(Dataset items)
—————

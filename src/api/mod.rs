//! HTTP API handlers and routes, built on the Axum web framework.
//!
//! # API Endpoints
//!
//! ## Agent (`/api/agent`)
//! - `POST /api/agent/message` - Classify intent and route to an agent
//! - `GET /api/agent/conversations/{user_id}` - Conversation history
//!
//! ## Programs (`/api/programs`)
//! - `POST /api/programs/generate` - Generate a full training program
//!
//! ## Feedback (`/api/feedback`)
//! - `POST /api/feedback/adjust` - Adjust a session from athlete feedback
//!
//! ## Progress (`/api/progress`)
//! - `POST /api/progress/check-in` - Analyze a training period
//!
//! ## Readiness (`/api/readiness`)
//! - `POST /api/readiness/check` - Pre-workout readiness score and advice
//!
//! ## Methodologies (`/api/methodologies`)
//! - `GET /api/methodologies/list` - Methodology summaries for selection
//! - `GET /api/methodologies/{methodology_id}` - Full methodology details
//!
//! ## Health (`/api/health`)
//! - `GET /api/health` - Health check endpoint

/// Request and response handlers for all API endpoints.
pub mod handlers;
/// Router configuration and route definitions.
pub mod routes;

use crate::types::{
    AdjustWorkoutRequest, AdjustWorkoutResponse, AgentMessageRequest, AgentMessageResponse,
    CheckInAnalysis, CheckInRequest, GenerateProgramRequest, MethodologyDetail, MethodologySummary,
    ProgramResponse, ReadinessCheckRequest, ReadinessCheckResponse,
};
use utoipa::OpenApi;

#[derive(OpenApi)]
#[openapi(
    paths(
        handlers::agent::handle_agent_message,
        handlers::agent::get_user_conversations,
        handlers::programs::generate_program,
        handlers::feedback::adjust_workout,
        handlers::progress::check_in,
        handlers::readiness::readiness_check,
        handlers::methodologies::list_methodologies,
        handlers::methodologies::get_methodology,
        handlers::health,
    ),
    components(schemas(
        AgentMessageRequest,
        AgentMessageResponse,
        GenerateProgramRequest,
        ProgramResponse,
        AdjustWorkoutRequest,
        AdjustWorkoutResponse,
        CheckInRequest,
        CheckInAnalysis,
        ReadinessCheckRequest,
        ReadinessCheckResponse,
        MethodologyDetail,
        MethodologySummary,
    )),
    tags(
        (name = "agent", description = "Intent routing and conversation history"),
        (name = "programs", description = "Program generation"),
        (name = "feedback", description = "Workout adjustment"),
        (name = "progress", description = "Check-in analysis"),
        (name = "readiness", description = "Pre-workout readiness checks"),
        (name = "methodologies", description = "Training methodology reference data"),
        (name = "health", description = "Liveness")
    )
)]
pub struct ApiDoc;
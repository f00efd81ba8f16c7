use crate::{
    AppState,
    agents::{Agent, AnalystMentorAgent, RouterAgent},
    types::{
        AgentContext, AgentInput, AgentMessageRequest, AgentMessageResponse, AgentType, Result,
    },
};
use axum::{
    Json,
    extract::{Path, Query, State},
};
use chrono::Utc;
use serde::Deserialize;
use serde_json::json;

/// Route a user message to the appropriate specialized agent.
#[utoipa::path(
    post,
    path = "/api/agent/message",
    request_body = AgentMessageRequest,
    responses(
        (status = 200, description = "Routed agent response", body = AgentMessageResponse),
        (status = 400, description = "Invalid input"),
        (status = 422, description = "Classification schema violation"),
        (status = 502, description = "Completion backend failure")
    ),
    tag = "agent"
)]
pub async fn handle_agent_message(
    State(state): State<AppState>,
    Json(payload): Json<AgentMessageRequest>,
) -> Result<Json<AgentMessageResponse>> {
    tracing::info!(user_id = %payload.profile.id, "received agent message");

    let llm = state.llm.create_default()?;
    let router = RouterAgent::configured(llm.clone(), state.store.clone(), &state.config.agents);

    let context = AgentContext {
        profile: Some(payload.profile.clone()),
        has_program: payload.current_program_id.is_some(),
        methodology_id: payload.profile.methodology_id.clone(),
        ..Default::default()
    };

    let classification = router.classify(&payload.message, &context).await?;
    tracing::info!(
        intent = classification.intent.as_str(),
        confidence = classification.confidence,
        "intent classified"
    );

    // Exactly one branch handles the message. The programmer and feedback
    // flows have dedicated endpoints, so those intents return redirect stubs.
    let (agent_used, agent_response) = if RouterAgent::should_route_to_programmer(&classification) {
        (
            AgentType::Programmer,
            json!({
                "message": "To generate a new program, please use the program generation wizard.",
                "requiresProgramGeneration": true,
            }),
        )
    } else if RouterAgent::should_route_to_feedback(&classification) {
        (
            AgentType::Feedback,
            json!({
                "message": "To adjust your workout, please use the feedback form in your program view.",
                "requiresFeedbackForm": true,
            }),
        )
    } else {
        // Analyst handles its own intents and any unmatched classification.
        let analyst =
            AnalystMentorAgent::configured(llm, state.store.clone(), &state.config.agents);
        let input = AgentInput {
            message: payload.message.clone(),
        };
        let response = analyst.process(&input, &context).await?;
        (AgentType::AnalystMentor, response)
    };

    // Best-effort: a log failure never fails the request.
    let log_context = json!({
        "hasProgram": payload.current_program_id.is_some(),
        "methodologyId": payload.profile.methodology_id,
    });
    if let Err(e) = router
        .base()
        .log_conversation(
            &payload.profile.id,
            agent_used.as_str(),
            &payload.message,
            &agent_response.to_string(),
            Some(&classification),
            log_context,
        )
        .await
    {
        tracing::warn!(error = %e, "failed to log conversation");
    }

    Ok(Json(AgentMessageResponse {
        agent_used: agent_used.as_str().to_string(),
        intent_classification: classification,
        response: agent_response,
        timestamp: Utc::now().to_rfc3339(),
    }))
}

#[derive(Debug, Deserialize)]
pub struct ConversationQuery {
    #[serde(default = "default_limit")]
    pub limit: u32,
}

fn default_limit() -> u32 {
    50
}

/// Conversation history for a user, newest first.
#[utoipa::path(
    get,
    path = "/api/agent/conversations/{user_id}",
    params(
        ("user_id" = String, Path, description = "User to fetch history for"),
        ("limit" = Option<u32>, Query, description = "Maximum records returned")
    ),
    responses(
        (status = 200, description = "Conversation records, newest first"),
        (status = 500, description = "Database failure")
    ),
    tag = "agent"
)]
pub async fn get_user_conversations(
    State(state): State<AppState>,
    Path(user_id): Path<String>,
    Query(query): Query<ConversationQuery>,
) -> Result<Json<serde_json::Value>> {
    let conversations = state
        .store
        .conversations_for_user(&user_id, query.limit)
        .await?;

    let records: Vec<serde_json::Value> = conversations
        .iter()
        .map(|c| {
            json!({
                "id": c.id,
                "agentType": c.agent_type,
                "userMessage": c.user_message,
                "intentClassification": c.intent_classification,
                "agentResponse": c.agent_response,
                "context": c.context,
                "createdAt": c.created_at.to_rfc3339(),
            })
        })
        .collect();

    Ok(Json(json!({
        "userId": user_id,
        "conversations": records,
        "count": records.len(),
    })))
}
use crate::{
    AppState,
    agents::CheckInAgent,
    types::{AppError, CheckInAnalysis, CheckInRequest, Result},
};
use axum::{Json, extract::State};

/// Analyze a training period and produce check-in insights.
#[utoipa::path(
    post,
    path = "/api/progress/check-in",
    request_body = CheckInRequest,
    responses(
        (status = 200, description = "Check-in analysis", body = CheckInAnalysis),
        (status = 400, description = "Invalid input")
    ),
    tag = "progress"
)]
pub async fn check_in(
    State(state): State<AppState>,
    Json(payload): Json<CheckInRequest>,
) -> Result<Json<CheckInAnalysis>> {
    if payload.check_in_type != "daily" && payload.check_in_type != "weekly" {
        return Err(AppError::InvalidInput(format!(
            "check-in type must be 'daily' or 'weekly', got '{}'",
            payload.check_in_type
        )));
    }

    let llm = state.llm.create_default()?;
    let agent = CheckInAgent::configured(llm, state.store.clone(), &state.config.agents);

    let analysis = agent
        .analyze_progress(
            &payload.check_in_type,
            &payload.metrics,
            &payload.sessions,
            &payload.program,
        )
        .await;

    Ok(Json(analysis))
}
use crate::{
    AppState,
    math::{ReadinessAdjustment, calculate_readiness, readiness_adjustment},
    types::{AppError, ReadinessCheckRequest, ReadinessCheckResponse, Result},
};
use axum::{Json, extract::State};
use chrono::Utc;
use uuid::Uuid;

fn validate_metric(name: &str, value: u8) -> Result<()> {
    if !(1..=5).contains(&value) {
        return Err(AppError::InvalidInput(format!(
            "{} must be between 1 and 5, got {}",
            name, value
        )));
    }
    Ok(())
}

/// Pre-workout readiness check for autoregulation.
///
/// Scores sleep, stress, and soreness into a weighted 0..=1 readiness value
/// and maps it onto an adjustment recommendation. The check is stateless;
/// the score and advice are derived entirely from the submitted metrics.
#[utoipa::path(
    post,
    path = "/api/readiness/check",
    request_body = ReadinessCheckRequest,
    responses(
        (status = 200, description = "Readiness score and recommendation", body = ReadinessCheckResponse),
        (status = 400, description = "Metric outside the 1-5 scale")
    ),
    tag = "readiness"
)]
pub async fn readiness_check(
    State(_state): State<AppState>,
    Json(payload): Json<ReadinessCheckRequest>,
) -> Result<Json<ReadinessCheckResponse>> {
    validate_metric("sleepQuality", payload.sleep_quality)?;
    validate_metric("stressLevel", payload.stress_level)?;
    validate_metric("sorenessFatigue", payload.soreness_fatigue)?;

    let score = calculate_readiness(
        payload.sleep_quality,
        payload.stress_level,
        payload.soreness_fatigue,
    );

    let (should_adjust, adjustment_type, recommendation) = match readiness_adjustment(score) {
        ReadinessAdjustment::ReduceVolume => (
            true,
            Some("reduce_volume".to_string()),
            "Your readiness is low. Consider reducing volume by 30-40% \
             (remove 1-2 sets per exercise) or switch to a light recovery session \
             with mobility work and technique practice."
                .to_string(),
        ),
        ReadinessAdjustment::ReduceIntensity => (
            true,
            Some("reduce_intensity".to_string()),
            "Your readiness is moderate. Consider reducing intensity by backing off \
             RPE by 1 point (e.g., RPE 8 to RPE 7) or cutting 1-2 sets from each \
             exercise. Focus on quality over quantity today."
                .to_string(),
        ),
        ReadinessAdjustment::Proceed => (
            false,
            None,
            format!(
                "Your readiness is good (score: {:.2}). \
                 Proceed with your planned workout. You're ready to train hard!",
                score
            ),
        ),
    };

    tracing::info!(
        user_id = %payload.user_id,
        score,
        should_adjust,
        "readiness check complete"
    );

    Ok(Json(ReadinessCheckResponse {
        check_id: Uuid::new_v4().to_string(),
        overall_readiness: score,
        recommendation,
        should_adjust_workout: should_adjust,
        adjustment_type,
        timestamp: Utc::now().to_rfc3339(),
    }))
}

—————

Quote exactly the first line of the data and every line after it through the one holding "Health check endpoint".

- _THE ANSWER_
filename src/api/mod.rs
//! HTTP API handlers and routes, built on the Axum web framework.
//!
//! # API Endpoints
//!
//! ## Agent (`/api/agent`)
//! - `POST /api/agent/message` - Classify intent and route to an agent
//! - `GET /api/agent/conversations/{user_id}` - Conversation history
//!
//! ## Programs (`/api/programs`)
//! - `POST /api/programs/generate` - Generate a full training program
//!
//! ## Feedback (`/api/feedback`)
//! - `POST /api/feedback/adjust` - Adjust a session from athlete feedback
//!
//! ## Progress (`/api/progress`)
//! - `POST /api/progress/check-in` - Analyze a training period
//!
//! ## Readiness (`/api/readiness`)
//! - `POST /api/readiness/check` - Pre-workout readiness score and advice
//!
//! ## Methodologies (`/api/methodologies`)
//! - `GET /api/methodologies/list` - Methodology summaries for selection
//! - `GET /api/methodologies/{methodology_id}` - Full methodology details
//!
//! ## Health (`/api/health`)
//! - `GET /api/health` - Health check endpoint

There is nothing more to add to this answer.